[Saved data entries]

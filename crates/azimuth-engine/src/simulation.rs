//! The PIC orchestrator.
//!
//! [`Simulation`] owns the clock, the fields, the species, the
//! communicator and the optional collaborators (antennas, external
//! fields, diagnostics, moving window). [`step()`](Simulation::step)
//! advances everything through the leapfrog cycle:
//!
//! ```text
//! diagnostics → window → E/B exchange → [particle exchange]
//!   → gather → external fields → rho_prev → ionize
//!   → push p → ½ push x → J → ½ push x → rho_next
//!   → correct J → damp → E,B to spectral → push fields → E,B to interp
//! ```
//!
//! # Ownership model
//!
//! `Simulation` is [`Send`] so a rank can run on its own thread. All
//! mutating methods take `&mut self`; there is no global state.

use std::time::Instant;

use azimuth_core::constants::{E, M_E, M_P};
use azimuth_core::{
    ConfigError, DepositKind, ExchangeKind, Iteration, ParticleShape, SpeciesError, StagingError,
    StencilOrder, StepError, TransformKind,
};
use azimuth_domain::{
    BoostConverter, BoundaryCommunicator, Communicator, Loopback, Transport, WindowConfig,
};
use azimuth_grid::{adapt_to_grid, Fields, GridFields, InterpGrid, SpectralSolver};
use azimuth_particles::{
    ExternalField, Ionized, LaserAntenna, LoadingProfile, MacroParticles, Species, UniformBlock,
};

use crate::config::{SimulationConfig, StepOptions};
use crate::diagnostic::{Diagnostic, DiagnosticContext};
use crate::metrics::{Phase, StepMetrics};
use crate::progress::ProgressBar;
use crate::setup::{self, Frame, FrameInputs};
use crate::summary::SetupInfo;

// Compile-time assertion: a Simulation can be moved to a rank thread.
const _: () = {
    #[allow(dead_code)]
    fn assert_send<T: Send>() {}
    #[allow(dead_code)]
    fn check() {
        assert_send::<Simulation>();
    }
};

// ── SimulationParts ────────────────────────────────────────────────

/// Pre-built collaborators for [`Simulation::from_parts`].
pub struct SimulationParts {
    /// Timestep in seconds.
    pub dt: f64,
    /// Steps between particle exchanges.
    pub exchange_period: u64,
    /// Field storage and solver.
    pub fields: Box<dyn Fields>,
    /// Particle species.
    pub species: Vec<Box<dyn Species>>,
    /// Cross-domain operations.
    pub comm: Box<dyn Communicator>,
    /// Smooth deposited sources in spectral space.
    pub filter_currents: bool,
    /// Field-solver frame.
    pub frame: Frame,
    /// Boost of the simulation frame, if any.
    pub boost: Option<BoostConverter>,
    /// Stage state to an accelerator around each call.
    pub use_device: bool,
    /// Stencil order, for the setup summary.
    pub stencil: StencilOrder,
    /// Shape of the species, for the setup summary.
    pub particle_shape: ParticleShape,
    /// Setup summary detail.
    pub verbosity: u8,
}

// ── Simulation ─────────────────────────────────────────────────────

/// A running PIC simulation on one rank.
pub struct Simulation {
    time: f64,
    iteration: Iteration,
    dt: f64,
    exchange_period: u64,
    fields: Box<dyn Fields>,
    species: Vec<Box<dyn Species>>,
    comm: Box<dyn Communicator>,
    antennas: Vec<Box<dyn LaserAntenna>>,
    external_fields: Vec<Box<dyn ExternalField>>,
    diagnostics: Vec<Box<dyn Diagnostic>>,
    filter_currents: bool,
    frame: Frame,
    boost: Option<BoostConverter>,
    use_device: bool,
    stencil: StencilOrder,
    particle_shape: ParticleShape,
}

_What is required_. Return the records above verbatim, in their entirety.

_Output of the task_.
filename crates/azimuth-engine/src/simulation.rs
//! The PIC orchestrator.
//!
//! [`Simulation`] owns the clock, the fields, the species, the
//! communicator and the optional collaborators (antennas, external
//! fields, diagnostics, moving window). [`step()`](Simulation::step)
//! advances everything through the leapfrog cycle:
//!
//! ```text
//! diagnostics → window → E/B exchange → [particle exchange]
//!   → gather → external fields → rho_prev → ionize
//!   → push p → ½ push x → J → ½ push x → rho_next
//!   → correct J → damp → E,B to spectral → push fields → E,B to interp
//! ```
//!
//! # Ownership model
//!
//! `Simulation` is [`Send`] so a rank can run on its own thread. All
//! mutating methods take `&mut self`; there is no global state.

use std::time::Instant;

use azimuth_core::constants::{E, M_E, M_P};
use azimuth_core::{
    ConfigError, DepositKind, ExchangeKind, Iteration, ParticleShape, SpeciesError, StagingError,
    StencilOrder, StepError, TransformKind,
};
use azimuth_domain::{
    BoostConverter, BoundaryCommunicator, Communicator, Loopback, Transport, WindowConfig,
};
use azimuth_grid::{adapt_to_grid, Fields, GridFields, InterpGrid, SpectralSolver};
use azimuth_particles::{
    ExternalField, Ionized, LaserAntenna, LoadingProfile, MacroParticles, Species, UniformBlock,
};

use crate::config::{SimulationConfig, StepOptions};
use crate::diagnostic::{Diagnostic, DiagnosticContext};
use crate::metrics::{Phase, StepMetrics};
use crate::progress::ProgressBar;
use crate::setup::{self, Frame, FrameInputs};
use crate::summary::SetupInfo;

// Compile-time assertion: a Simulation can be moved to a rank thread.
const _: () = {
    #[allow(dead_code)]
    fn assert_send<T: Send>() {}
    #[allow(dead_code)]
    fn check() {
        assert_send::<Simulation>();
    }
};

// ── SimulationParts ────────────────────────────────────────────────

/// Pre-built collaborators for [`Simulation::from_parts`].
pub struct SimulationParts {
    /// Timestep in seconds.
    pub dt: f64,
    /// Steps between particle exchanges.
    pub exchange_period: u64,
    /// Field storage and solver.
    pub fields: Box<dyn Fields>,
    /// Particle species.
    pub species: Vec<Box<dyn Species>>,
    /// Cross-domain operations.
    pub comm: Box<dyn Communicator>,
    /// Smooth deposited sources in spectral space.
    pub filter_currents: bool,
    /// Field-solver frame.
    pub frame: Frame,
    /// Boost of the simulation frame, if any.
    pub boost: Option<BoostConverter>,
    /// Stage state to an accelerator around each call.
    pub use_device: bool,
    /// Stencil order, for the setup summary.
    pub stencil: StencilOrder,
    /// Shape of the species, for the setup summary.
    pub particle_shape: ParticleShape,
    /// Setup summary detail.
    pub verbosity: u8,
}

// ── Simulation ─────────────────────────────────────────────────────

/// A running PIC simulation on one rank.
pub struct Simulation {
    time: f64,
    iteration: Iteration,
    dt: f64,
    exchange_period: u64,
    fields: Box<dyn Fields>,
    species: Vec<Box<dyn Species>>,
    comm: Box<dyn Communicator>,
    antennas: Vec<Box<dyn LaserAntenna>>,
    external_fields: Vec<Box<dyn ExternalField>>,
    diagnostics: Vec<Box<dyn Diagnostic>>,
    filter_currents: bool,
    frame: Frame,
    boost: Option<BoostConverter>,
    use_device: bool,
    stencil: StencilOrder,
    particle_shape: ParticleShape,
}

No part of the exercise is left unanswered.